Entgegen dem allgemeinen Trend stieg die Zahl der Mord- und Totschlagsdelikte insgesamt um 29 auf 508 Fälle. Fast 7200 Mal sei ein Messer als Tatmittel eingesetzt worden.
Die Zahl aller Gewaltdelikte ist insgesamt um 1,8 Prozent auf 159.000 gesunken.
Dagegen ist die Zahl der Sexualdelikte um 5,2 Prozent auf mehr als 32.000 gestiegen – mehr als doppelt so viele wie 2019.
Beim sexuellen Missbrauch von Kindern registrierte die Polizei ein Plus von 2,7 Prozent auf mehr als 4.500 Fälle.
Bei Missbrauchsabbildungen von Kindern verzeichnete die Polizei mit mehr als 9800 Fällen neun Prozent mehr. Im Sechs-Jahres-Vergleich haben sich die Zahlen in diesem Deliktbereich sogar verdoppelt.
Als besonders besorgniserregend wertete Reul, dass von rund 7700 ermittelten Tatverdächtigen mehr als 20 Prozent Kinder und weitere rund 22 Prozent Jugendliche gewesen seien.
Die Zahl der Wohnungseinbrüche sinkt ebenfalls weiter – im Jahresvergleich um drei Prozent auf rund 27.500 Fälle
Beim Ladendiebstahl gibt es ein Minus von rund acht Prozent auf etwa 92.000 Fälle.

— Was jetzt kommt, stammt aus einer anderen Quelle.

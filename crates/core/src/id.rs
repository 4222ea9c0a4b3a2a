// SPDX-License-Identifier: BUSL-1.1
// Copyright (c) 2026 Alfred Jean LLC

//! ID generation abstractions

/// Define a newtype ID wrapper around `String`.
///
/// Generates `new()`, `as_str()`, `Display`, `From<String>`, `From<&str>`,
/// `PartialEq<str>`, `PartialEq<&str>`, and `Borrow<str>` implementations.
#[macro_export]
macro_rules! define_id {
    (
        $(#[$meta:meta])*
        pub struct $name:ident;
    ) => {
        $(#[$meta])*
        #[derive(Debug, Clone, PartialEq, Eq, Hash, PartialOrd, Ord, serde::Serialize, serde::Deserialize)]
        pub struct $name(pub String);

        impl $name {
            pub fn new(id: impl Into<String>) -> Self {
                Self(id.into())
            }

            pub fn as_str(&self) -> &str {
                &self.0
            }
        }

        impl std::fmt::Display for $name {
            fn fmt(&self, f: &mut std::fmt::Formatter<'_>) -> std::fmt::Result {
                write!(f, "{}", self.0)
            }
        }

        impl From<String> for $name {
            fn from(s: String) -> Self {
                Self(s)
            }
        }

        impl From<&str> for $name {
            fn from(s: &str) -> Self {
                Self(s.to_string())
            }
        }

        impl PartialEq<str> for $name {
            fn eq(&self, other: &str) -> bool {
                self.0 == other
            }
        }

        impl PartialEq<&str> for $name {
            fn eq(&self, other: &&str) -> bool {
                self.0 == *other
            }
        }

        impl std::borrow::Borrow<str> for $name {
            fn borrow(&self) -> &str {
                &self.0
            }
        }
    };
}

/// Generates unique identifiers
pub trait IdGen: Clone + Send + Sync {
    fn next(&self) -> String;
}

/// UUID-based ID generator for production use
#[derive(Clone, Default)]
pub struct UuidIdGen;

impl IdGen for UuidIdGen {
    fn next(&self) -> String {
        uuid::Uuid::new_v4().to_string()
    }
}

/// Sequential ID generator for deterministic tests
#[cfg(any(test, feature = "test-support"))]
#[derive(Clone, Default)]
pub struct SeqIdGen {
    counter: std::sync::Arc<std::sync::atomic::AtomicU64>,
    prefix: String,
}

#[cfg(any(test, feature = "test-support"))]
impl SeqIdGen {
    pub fn new(prefix: impl Into<String>) -> Self {
        Self {
            counter: Default::default(),
            prefix: prefix.into(),
        }
    }
}

#[cfg(any(test, feature = "test-support"))]
impl IdGen for SeqIdGen {
    fn next(&self) -> String {
        let n = self
            .counter
            .fetch_add(1, std::sync::atomic::Ordering::Relaxed);
        format!("{}{}", self.prefix, n + 1)
    }
}

#[cfg(test)]
#[path = "id_tests.rs"]
mod tests;
// SPDX-License-Identifier: BUSL-1.1
// Copyright (c) 2026 Alfred Jean LLC

//! Adapter for the Claude Code CLI (`claude`).
//!
//! Dialect: one JSON object per stdout line with a top-level `type`.
//! Assistant turns arrive as `type:"assistant"` with a `message.content[]`
//! block list; the final consolidated answer arrives as `type:"result"`
//! with a string `result`. The resume key is a top-level `session_id`
//! observed on any line (last one wins).

use crate::adapter::{AdapterFailure, RunInput, RunReport, ToolAdapter};
use crate::process::{run_streaming, SpawnSpec};
use crate::progress::{emit_progress, ActivityKind, ProgressEvent, ProgressSink};
use crate::stream::{looks_like_json_object, top_level_str, TextAccumulator};
use async_trait::async_trait;
use relay_core::{ErrorCode, Tool};
use serde_json::Value;
use std::collections::HashMap;

/// Adapter for Claude Code.
#[derive(Debug, Clone)]
pub struct ClaudeAdapter {
    program: String,
}

impl Default for ClaudeAdapter {
    fn default() -> Self {
        Self::new()
    }
}

impl ClaudeAdapter {
    pub fn new() -> Self {
        Self {
            program: "claude".to_string(),
        }
    }

    /// Override the binary (tests point this at a stub).
    pub fn with_program(program: impl Into<String>) -> Self {
        Self {
            program: program.into(),
        }
    }

    fn build_args(&self, input: &RunInput) -> Vec<String> {
        let mut args: Vec<String> = [
            "-p",
            "--dangerously-skip-permissions",
            "--verbose",
            "--output-format",
            "stream-json",
        ]
        .iter()
        .map(|s| s.to_string())
        .collect();
        args.extend(input.extra_args.iter().cloned());
        if let Some(key) = &input.resume_key {
            args.push("-r".to_string());
            args.push(key.clone());
        }
        args.push(input.prompt.clone());
        args
    }
}

/// Live progress emission for one parsed event.
fn emit_live(value: &Value, sink: Option<&ProgressSink>) {
    if top_level_str(value, "type") != Some("assistant") {
        return;
    }
    let Some(blocks) = value
        .get("message")
        .and_then(|m| m.get("content"))
        .and_then(Value::as_array)
    else {
        return;
    };
    for block in blocks {
        match top_level_str(block, "type") {
            Some("text") => {
                if let Some(text) = top_level_str(block, "text") {
                    emit_progress(sink, ProgressEvent::text(text));
                }
            }
            Some("tool_use") => {
                let label = top_level_str(block, "name").unwrap_or("tool");
                emit_progress(sink, ProgressEvent::activity(ActivityKind::Tool, label));
            }
            Some("thinking") => {
                emit_progress(
                    sink,
                    ProgressEvent::activity(ActivityKind::Thinking, "thinking"),
                );
            }
            _ => {}
        }
    }
}

struct Collected {
    assistant_text: String,
    session_id: Option<String>,
    /// Lines that parsed as dialect events.
    stdout_lines: Vec<String>,
    /// Everything else, verbatim. Disjoint from `stdout_lines`.
    diagnostics: Vec<String>,
}

/// Post-run pass: session key + assistant text in document order.
fn collect(captured: &[String]) -> Collected {
    let mut acc = TextAccumulator::new();
    let mut final_result: Option<String> = None;
    let mut session_id: Option<String> = None;
    let mut stdout_lines = Vec::new();
    let mut diagnostics = Vec::new();

    for line in captured {
        if !looks_like_json_object(line) {
            diagnostics.push(line.clone());
            continue;
        }
        let value: Value = match serde_json::from_str(line.trim()) {
            Ok(v) => v,
            Err(_) => {
                diagnostics.push(line.clone());
                continue;
            }
        };
        stdout_lines.push(line.clone());

        if let Some(sid) = top_level_str(&value, "session_id") {
            session_id = Some(sid.to_string());
        }

        match top_level_str(&value, "type") {
            Some("assistant") => {
                if let Some(blocks) = value
                    .get("message")
                    .and_then(|m| m.get("content"))
                    .and_then(Value::as_array)
                {
                    for block in blocks {
                        if top_level_str(block, "type") == Some("text") {
                            if let Some(text) = top_level_str(block, "text") {
                                acc.push(text);
                            }
                        }
                    }
                }
            }
            Some("result") => {
                if let Some(result) = top_level_str(&value, "result") {
                    final_result = Some(result.to_string());
                }
            }
            _ => {}
        }
    }

    Collected {
        assistant_text: final_result.unwrap_or_else(|| acc.join("\n")),
        session_id,
        stdout_lines,
        diagnostics,
    }
}

#[async_trait]
impl ToolAdapter for ClaudeAdapter {
    fn tool(&self) -> Tool {
        Tool::Claude
    }

    async fn run(&self, input: RunInput) -> RunReport {
        let spec = SpawnSpec {
            program: self.program.clone(),
            args: self.build_args(&input),
            cwd: input.cwd.clone(),
            timeout: input.timeout,
        };

        let sink = input.on_progress.clone();
        let capture = match run_streaming(&spec, |line| {
            if looks_like_json_object(line) {
                if let Ok(value) = serde_json::from_str::<Value>(line.trim()) {
                    emit_live(&value, sink.as_ref());
                }
            }
        })
        .await
        {
            Ok(capture) => capture,
            Err(e) => {
                return RunReport {
                    error: Some(AdapterFailure::new(ErrorCode::CliExitNonzero, e.to_string())),
                    ..Default::default()
                }
            }
        };

        let collected = collect(&capture.stdout_lines);
        let mut adapter_state = HashMap::new();
        if let Some(sid) = &collected.session_id {
            adapter_state.insert("session_id".to_string(), sid.clone());
        }

        let error = if capture.timed_out {
            Some(AdapterFailure::new(
                ErrorCode::CliTimeout,
                format!("timed out after {}s", input.timeout.as_secs()),
            ))
        } else if !capture.success() {
            Some(AdapterFailure::new(
                ErrorCode::CliExitNonzero,
                match capture.exit_code() {
                    Some(code) => format!("exit code: {code}"),
                    None => "terminated by signal".to_string(),
                },
            ))
        } else if collected.session_id.is_none() {
            Some(AdapterFailure::new(
                ErrorCode::AdapterSessionKeyMissing,
                "no session_id observed in output stream",
            ))
        } else {
            None
        };

        RunReport {
            ok: error.is_none(),
            assistant_text: collected.assistant_text,
            adapter_state,
            diagnostic_logs: collected.diagnostics,
            stdout_lines: collected.stdout_lines,
            stderr_lines: capture.stderr_lines,
            error,
        }
    }
}

#[cfg(test)]
#[path = "claude_tests.rs"]
mod tests;
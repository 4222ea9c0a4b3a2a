// SPDX-License-Identifier: BUSL-1.1
// Copyright (c) 2026 Alfred Jean LLC

//! Project configuration store (`config.json`).
//!
//! Projects are long-lived operator configuration, kept outside the event
//! log. Writes use the same temp-file + fsync + atomic-rename discipline as
//! snapshots.

use relay_core::ProjectConfig;
use serde::{Deserialize, Serialize};
use std::collections::HashMap;
use std::fs::{self, File};
use std::io::{BufReader, BufWriter};
use std::path::{Path, PathBuf};
use thiserror::Error;

pub const CURRENT_CONFIG_VERSION: u32 = 1;

/// Errors that can occur in config store operations
#[derive(Debug, Error)]
pub enum ConfigError {
    #[error("IO error: {0}")]
    Io(#[from] std::io::Error),
    #[error("Serialization error: {0}")]
    Json(#[from] serde_json::Error),
    #[error("Unsupported config version {0}")]
    Version(u32),
}

/// On-disk shape of `config.json`.
#[derive(Debug, Clone, Serialize, Deserialize)]
pub struct ConfigFile {
    pub version: u32,
    /// Chat user id of the single owner. Empty until first configured.
    #[serde(default)]
    pub owner_id: String,
    #[serde(default)]
    pub projects: HashMap<String, ProjectConfig>,
}

impl Default for ConfigFile {
    fn default() -> Self {
        Self {
            version: CURRENT_CONFIG_VERSION,
            owner_id: String::new(),
            projects: HashMap::new(),
        }
    }
}

/// Load/save wrapper around `config.json`.
#[derive(Debug)]
pub struct ConfigStore {
    path: PathBuf,
    config: ConfigFile,
}

impl ConfigStore {
    /// Open the store, creating an empty config when the file is absent.
    pub fn open(path: &Path) -> Result<Self, ConfigError> {
        let config = if path.exists() {
            let file = File::open(path)?;
            let config: ConfigFile = serde_json::from_reader(BufReader::new(file))?;
            if config.version != CURRENT_CONFIG_VERSION {
                return Err(ConfigError::Version(config.version));
            }
            config
        } else {
            ConfigFile::default()
        };

        Ok(Self {
            path: path.to_owned(),
            config,
        })
    }

    pub fn owner_id(&self) -> &str {
        &self.config.owner_id
    }

    pub fn set_owner_id(&mut self, owner_id: impl Into<String>) -> Result<(), ConfigError> {
        self.config.owner_id = owner_id.into();
        self.save()
    }

    pub fn project(&self, name: &str) -> Option<&ProjectConfig> {
        self.config.projects.get(name)
    }

    pub fn projects(&self) -> &HashMap<String, ProjectConfig> {
        &self.config.projects
    }

    /// Insert or replace a project and persist.
    pub fn upsert_project(&mut self, project: ProjectConfig) -> Result<(), ConfigError> {
        self.config.projects.insert(project.name.clone(), project);
        self.save()
    }

    fn save(&self) -> Result<(), ConfigError> {
        if let Some(parent) = self.path.parent() {
            fs::create_dir_all(parent)?;
        }

        let tmp_path = PathBuf::from(format!("{}.tmp", self.path.display()));
        {
            let file = File::create(&tmp_path)?;
            let mut writer = BufWriter::new(file);
            serde_json::to_writer_pretty(&mut writer, &self.config)?;
            let file = writer.into_inner().map_err(|e| e.into_error())?;
            file.sync_all()?;
        }
        fs::rename(&tmp_path, &self.path)?;
        Ok(())
    }
}

#[cfg(test)]
#[path = "config_tests.rs"]
mod tests;
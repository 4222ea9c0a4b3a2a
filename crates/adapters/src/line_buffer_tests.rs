// SPDX-License-Identifier: BUSL-1.1
// Copyright (c) 2026 Alfred Jean LLC

use super::*;

fn collect(chunks: &[&[u8]]) -> Vec<String> {
    let mut buf = LineBuffer::new();
    let mut lines = Vec::new();
    for chunk in chunks {
        buf.push(chunk, |l| lines.push(l));
    }
    buf.finish(|l| lines.push(l));
    lines
}

#[test]
fn splits_on_newline() {
    assert_eq!(collect(&[b"a\nb\n"]), ["a", "b"]);
}

#[test]
fn strips_crlf() {
    assert_eq!(collect(&[b"a\r\nb\r\n"]), ["a", "b"]);
}

#[test]
fn reassembles_lines_split_across_chunks() {
    assert_eq!(collect(&[b"hel", b"lo\nwor", b"ld\n"]), ["hello", "world"]);
}

#[test]
fn newline_split_from_carriage_return() {
    assert_eq!(collect(&[b"a\r", b"\nb\n"]), ["a", "b"]);
}

#[test]
fn finish_flushes_trailing_fragment() {
    assert_eq!(collect(&[b"no newline"]), ["no newline"]);
}

#[test]
fn finish_emits_nothing_when_empty() {
    assert_eq!(collect(&[b"done\n"]), ["done"]);
}

#[test]
fn invalid_utf8_is_replaced_not_dropped() {
    let lines = collect(&[b"ok\n\xff\xfe\n"]);
    assert_eq!(lines.len(), 2);
    assert_eq!(lines[0], "ok");
    assert!(!lines[1].is_empty());
}
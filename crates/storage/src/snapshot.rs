// SPDX-License-Identifier: BUSL-1.1
// Copyright (c) 2026 Alfred Jean LLC

//! Snapshot persistence for fast recovery.
//!
//! A snapshot stores the complete projection covering all events up to its
//! `seq`; recovery loads it and replays only the tail of the log. The
//! stored `seq` is authoritative: a snapshot that cannot be parsed (or
//! lacks `seq`) aborts startup rather than guessing.

use crate::RuntimeState;
use relay_core::{Job, JobId, Session, ThreadId};
use serde::{Deserialize, Serialize};
use std::collections::HashMap;
use std::fs::{self, File};
use std::io::{BufReader, BufWriter};
use std::path::{Path, PathBuf};
use thiserror::Error;
use tracing::debug;

pub const CURRENT_SNAPSHOT_VERSION: u32 = 1;

/// Errors that can occur in snapshot operations
#[derive(Debug, Error)]
pub enum SnapshotError {
    #[error("IO error: {0}")]
    Io(#[from] std::io::Error),
    #[error("Serialization error: {0}")]
    Json(#[from] serde_json::Error),
    #[error("Unsupported snapshot version {0}")]
    Version(u32),
}

/// The full projection at a point in time, identified by `seq`.
#[derive(Debug, Clone, Serialize, Deserialize)]
pub struct Snapshot {
    pub version: u32,
    /// Event sequence number this snapshot covers.
    pub seq: u64,
    pub sessions: HashMap<ThreadId, Session>,
    pub jobs: HashMap<JobId, Job>,
    pub dedupe: HashMap<String, JobId>,
}

impl Snapshot {
    /// Capture the current projection.
    pub fn capture(state: &RuntimeState) -> Self {
        Self {
            version: CURRENT_SNAPSHOT_VERSION,
            seq: state.last_seq,
            sessions: state.sessions.clone(),
            jobs: state.jobs.clone(),
            dedupe: state.dedupe.clone(),
        }
    }

    /// Rebuild the projection this snapshot stores.
    pub fn into_state(self) -> RuntimeState {
        RuntimeState {
            sessions: self.sessions,
            jobs: self.jobs,
            dedupe: self.dedupe,
            last_seq: self.seq,
        }
    }

    /// Save atomically: write `snapshot.json.tmp`, fsync, rename over the
    /// target.
    ///
    /// A crash mid-save leaves the previous snapshot intact.
    pub fn save(&self, path: &Path) -> Result<(), SnapshotError> {
        if let Some(parent) = path.parent() {
            fs::create_dir_all(parent)?;
        }

        // The full filename plus ".tmp", not an extension swap.
        let tmp_path = PathBuf::from(format!("{}.tmp", path.display()));

        {
            let file = File::create(&tmp_path)?;
            let mut writer = BufWriter::new(file);
            serde_json::to_writer(&mut writer, self)?;
            let file = writer.into_inner().map_err(|e| e.into_error())?;
            file.sync_all()?;
        }

        fs::rename(&tmp_path, path)?;
        debug!(path = %path.display(), seq = self.seq, "snapshot written");

        Ok(())
    }

    /// Load the snapshot if present.
    ///
    /// `Ok(None)` only when the file does not exist. Unparseable content is
    /// an error, not a fresh start.
    pub fn load(path: &Path) -> Result<Option<Self>, SnapshotError> {
        if !path.exists() {
            return Ok(None);
        }

        let file = File::open(path)?;
        let reader = BufReader::new(file);
        let snapshot: Snapshot = serde_json::from_reader(reader)?;
        if snapshot.version != CURRENT_SNAPSHOT_VERSION {
            return Err(SnapshotError::Version(snapshot.version));
        }
        Ok(Some(snapshot))
    }
}

#[cfg(test)]
#[path = "snapshot_tests.rs"]
mod tests;
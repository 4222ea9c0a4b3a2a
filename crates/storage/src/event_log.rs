// SPDX-License-Identifier: BUSL-1.1
// Copyright (c) 2026 Alfred Jean LLC

//! NDJSON event log: the single source of truth for durable state.
//!
//! Each entry is one line of JSON (an [`Envelope`]). Appends are durable
//! before the call returns: the line is written and fsynced. Sequence
//! numbers start at 1 and increase by exactly 1; any gap, duplicate, or
//! unparseable line is treated as corruption and aborts startup;
//! corruption beats silent drift.

use relay_core::Envelope;
use std::fs::{File, OpenOptions};
use std::io::{self, BufRead, BufReader, Write};
use std::path::{Path, PathBuf};
use thiserror::Error;
use tracing::debug;

/// Errors that can occur in event log operations
#[derive(Debug, Error)]
pub enum EventLogError {
    #[error("IO error: {0}")]
    Io(#[from] io::Error),
    #[error("Serialization error: {0}")]
    Json(#[from] serde_json::Error),
    #[error("Corrupt entry at line {line}: {message}")]
    Corrupt { line: usize, message: String },
    #[error("Sequence gap: expected {expected}, found {found}")]
    SequenceGap { expected: u64, found: u64 },
}

/// Append-only NDJSON log of event envelopes.
#[derive(Debug)]
pub struct EventLog {
    file: File,
    path: PathBuf,
    last_seq: u64,
}

impl EventLog {
    /// Open or create the log, reading and validating every existing entry.
    ///
    /// Returns the log handle plus all entries in order. Validation is
    /// strict: sequence numbers must run 1, 2, 3, … with no gaps or
    /// duplicates.
    pub fn open(path: &Path) -> Result<(Self, Vec<Envelope>), EventLogError> {
        if let Some(parent) = path.parent() {
            std::fs::create_dir_all(parent)?;
        }

        let file = OpenOptions::new()
            .create(true)
            .read(true)
            .append(true)
            .open(path)?;

        let entries = Self::read_entries(&file)?;
        let last_seq = entries.last().map(|e| e.seq).unwrap_or(0);

        debug!(
            path = %path.display(),
            entries = entries.len(),
            last_seq,
            "event log opened"
        );

        Ok((
            Self {
                file,
                path: path.to_owned(),
                last_seq,
            },
            entries,
        ))
    }

    fn read_entries(file: &File) -> Result<Vec<Envelope>, EventLogError> {
        let reader = BufReader::new(file.try_clone()?);
        let mut entries = Vec::new();

        for (idx, line) in reader.lines().enumerate() {
            let line = line?;
            let trimmed = line.trim();
            if trimmed.is_empty() {
                continue;
            }

            let envelope: Envelope =
                serde_json::from_str(trimmed).map_err(|e| EventLogError::Corrupt {
                    line: idx + 1,
                    message: e.to_string(),
                })?;

            let expected = entries.last().map(|e: &Envelope| e.seq + 1).unwrap_or(1);
            if envelope.seq != expected {
                return Err(EventLogError::SequenceGap {
                    expected,
                    found: envelope.seq,
                });
            }

            entries.push(envelope);
        }

        Ok(entries)
    }

    /// Append an envelope and make it durable before returning.
    ///
    /// The caller assigns `seq`; this only verifies monotonicity. Callers
    /// must serialize appends (a single writer).
    pub fn append(&mut self, envelope: &Envelope) -> Result<(), EventLogError> {
        if envelope.seq != self.last_seq + 1 {
            return Err(EventLogError::SequenceGap {
                expected: self.last_seq + 1,
                found: envelope.seq,
            });
        }

        let mut json_bytes = serde_json::to_vec(envelope)?;
        json_bytes.push(b'\n');
        self.file.write_all(&json_bytes)?;
        self.file.sync_data()?;

        self.last_seq = envelope.seq;
        Ok(())
    }

    /// Highest sequence number on disk.
    pub fn last_seq(&self) -> u64 {
        self.last_seq
    }

    /// Path of the underlying file.
    pub fn path(&self) -> &Path {
        &self.path
    }
}

#[cfg(test)]
#[path = "event_log_tests.rs"]
mod tests;
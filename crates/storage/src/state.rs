// SPDX-License-Identifier: BUSL-1.1
// Copyright (c) 2026 Alfred Jean LLC

//! Materialized runtime state, rebuilt from event replay.
//!
//! Three maps plus the last applied sequence number. The only mutator is
//! [`RuntimeState::apply`]; the mapping (prior state, event) → next state is
//! pure, which is what makes snapshot+tail replay equivalent to full replay.
//!
//! All handlers are idempotent: applying the same event twice must produce
//! the same state as applying it once (guarded inserts, assignment over
//! mutation).

use relay_core::{dedupe_key, Envelope, Event, Job, JobId, JobState, Session, ThreadId};
use serde::{Deserialize, Serialize};
use std::collections::HashMap;

/// In-memory projection of all sessions, jobs, and the dedup index.
#[derive(Debug, Default, Clone, PartialEq, Eq, Serialize, Deserialize)]
pub struct RuntimeState {
    pub sessions: HashMap<ThreadId, Session>,
    pub jobs: HashMap<JobId, Job>,
    /// `thread_id:message_id` → job id. Keys are never removed.
    pub dedupe: HashMap<String, JobId>,
    /// Sequence number of the last applied event.
    pub last_seq: u64,
}

impl RuntimeState {
    /// Apply one envelope, advancing `last_seq`.
    pub fn apply(&mut self, envelope: &Envelope) {
        let ts = envelope.ts;
        match &envelope.event {
            // Audit trail only; project config lives in config.json.
            Event::ProjectCreated { .. } => {}

            Event::SessionCreated {
                thread_id,
                project_name,
                tool,
                adapter_state,
            } => {
                self.sessions.entry(thread_id.clone()).or_insert_with(|| {
                    let mut session = Session::new(thread_id.clone(), project_name.clone(), *tool, ts);
                    session.adapter_state = adapter_state.clone();
                    session
                });
            }

            Event::ToolChanged { thread_id, tool } => {
                if let Some(session) = self.sessions.get_mut(thread_id) {
                    session.tool = *tool;
                    session.updated_at = ts;
                }
            }

            Event::JobEnqueued {
                thread_id,
                job_id,
                discord_message_id,
                prompt,
                tool,
                attempt,
            } => {
                self.jobs.entry(job_id.clone()).or_insert_with(|| {
                    Job::new(
                        job_id.clone(),
                        thread_id.clone(),
                        discord_message_id.clone(),
                        prompt.clone(),
                        *tool,
                        *attempt,
                    )
                });
                self.dedupe
                    .entry(dedupe_key(thread_id, discord_message_id))
                    .or_insert_with(|| job_id.clone());
                if let Some(session) = self.sessions.get_mut(thread_id) {
                    if !session.queue.contains(job_id) {
                        session.queue.push_back(job_id.clone());
                    }
                    session.last_activity_at = ts;
                    session.updated_at = ts;
                }
            }

            Event::JobStarted { thread_id, job_id } => {
                if let Some(job) = self.jobs.get_mut(job_id) {
                    job.state = JobState::Running;
                    job.started_at = Some(ts);
                }
                if let Some(session) = self.sessions.get_mut(thread_id) {
                    session.running_job_id = Some(job_id.clone());
                    session.queue.retain(|id| id != job_id);
                    session.updated_at = ts;
                }
            }

            Event::JobCompleted {
                thread_id,
                job_id,
                result_excerpt,
                adapter_state,
            } => {
                if let Some(job) = self.jobs.get_mut(job_id) {
                    job.state = JobState::Success;
                    job.finished_at = Some(ts);
                    job.result_excerpt = Some(result_excerpt.clone());
                }
                if let Some(session) = self.sessions.get_mut(thread_id) {
                    session.running_job_id = None;
                    session.last_job_id = Some(job_id.clone());
                    session
                        .adapter_state
                        .extend(adapter_state.iter().map(|(k, v)| (k.clone(), v.clone())));
                    session.updated_at = ts;
                }
            }

            Event::JobFailed {
                thread_id,
                job_id,
                error_code,
                error_message,
                adapter_state,
            } => {
                if let Some(job) = self.jobs.get_mut(job_id) {
                    job.state = JobState::Failed;
                    job.finished_at = Some(ts);
                    job.error_code = Some(*error_code);
                    job.error_message = Some(error_message.clone());
                }
                if let Some(session) = self.sessions.get_mut(thread_id) {
                    session.running_job_id = None;
                    session.last_job_id = Some(job_id.clone());
                    if let Some(state) = adapter_state {
                        session
                            .adapter_state
                            .extend(state.iter().map(|(k, v)| (k.clone(), v.clone())));
                    }
                    session.updated_at = ts;
                }
            }

            Event::JobMarkedUnknownAfterCrash { thread_id, job_id } => {
                if let Some(job) = self.jobs.get_mut(job_id) {
                    job.state = JobState::UnknownAfterCrash;
                }
                if let Some(session) = self.sessions.get_mut(thread_id) {
                    session.running_job_id = None;
                    session.last_job_id = Some(job_id.clone());
                    session.updated_at = ts;
                }
            }
        }

        self.last_seq = envelope.seq;
    }

    /// Get a job by ID or unique prefix (like git commit hashes).
    pub fn find_job(&self, id: &str) -> Option<&Job> {
        if let Some(job) = self.jobs.get(id) {
            return Some(job);
        }

        let mut matches = self.jobs.iter().filter(|(k, _)| k.as_str().starts_with(id));
        match (matches.next(), matches.next()) {
            (Some((_, job)), None) => Some(job),
            _ => None,
        }
    }

    /// Count of jobs currently in state `running`, across all sessions.
    pub fn running_count(&self) -> usize {
        self.jobs
            .values()
            .filter(|j| j.state == JobState::Running)
            .count()
    }

    /// Ids of jobs currently in state `running`, ordered for determinism.
    pub fn running_job_ids(&self) -> Vec<JobId> {
        let mut ids: Vec<JobId> = self
            .jobs
            .values()
            .filter(|j| j.state == JobState::Running)
            .map(|j| j.job_id.clone())
            .collect();
        ids.sort();
        ids
    }

    /// True when nothing is running and every queue is empty.
    pub fn is_idle(&self) -> bool {
        self.running_count() == 0 && self.sessions.values().all(|s| s.queue.is_empty())
    }
}

#[cfg(test)]
#[path = "state_tests.rs"]
mod tests;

Beim Taschendiebstahl gibt es ein erfreuliches Minus von elf Prozent: etwa 4400 Fälle weniger als 2024. Weniger erfreulich ist die maue Aufklärungsquote von sechs Prozent
Seit Sommer 2025 wertet die Polizei in NRW auch aus, welche Tatverdächtigen neben der deutschen noch eine zweite Staatsangehörigkeit haben. Das treffe auf jeden sechsten zu, berichtete Reul. Die drei häufigsten Doppelstaatsangehörigkeiten seien die türkische, polnische und die russische.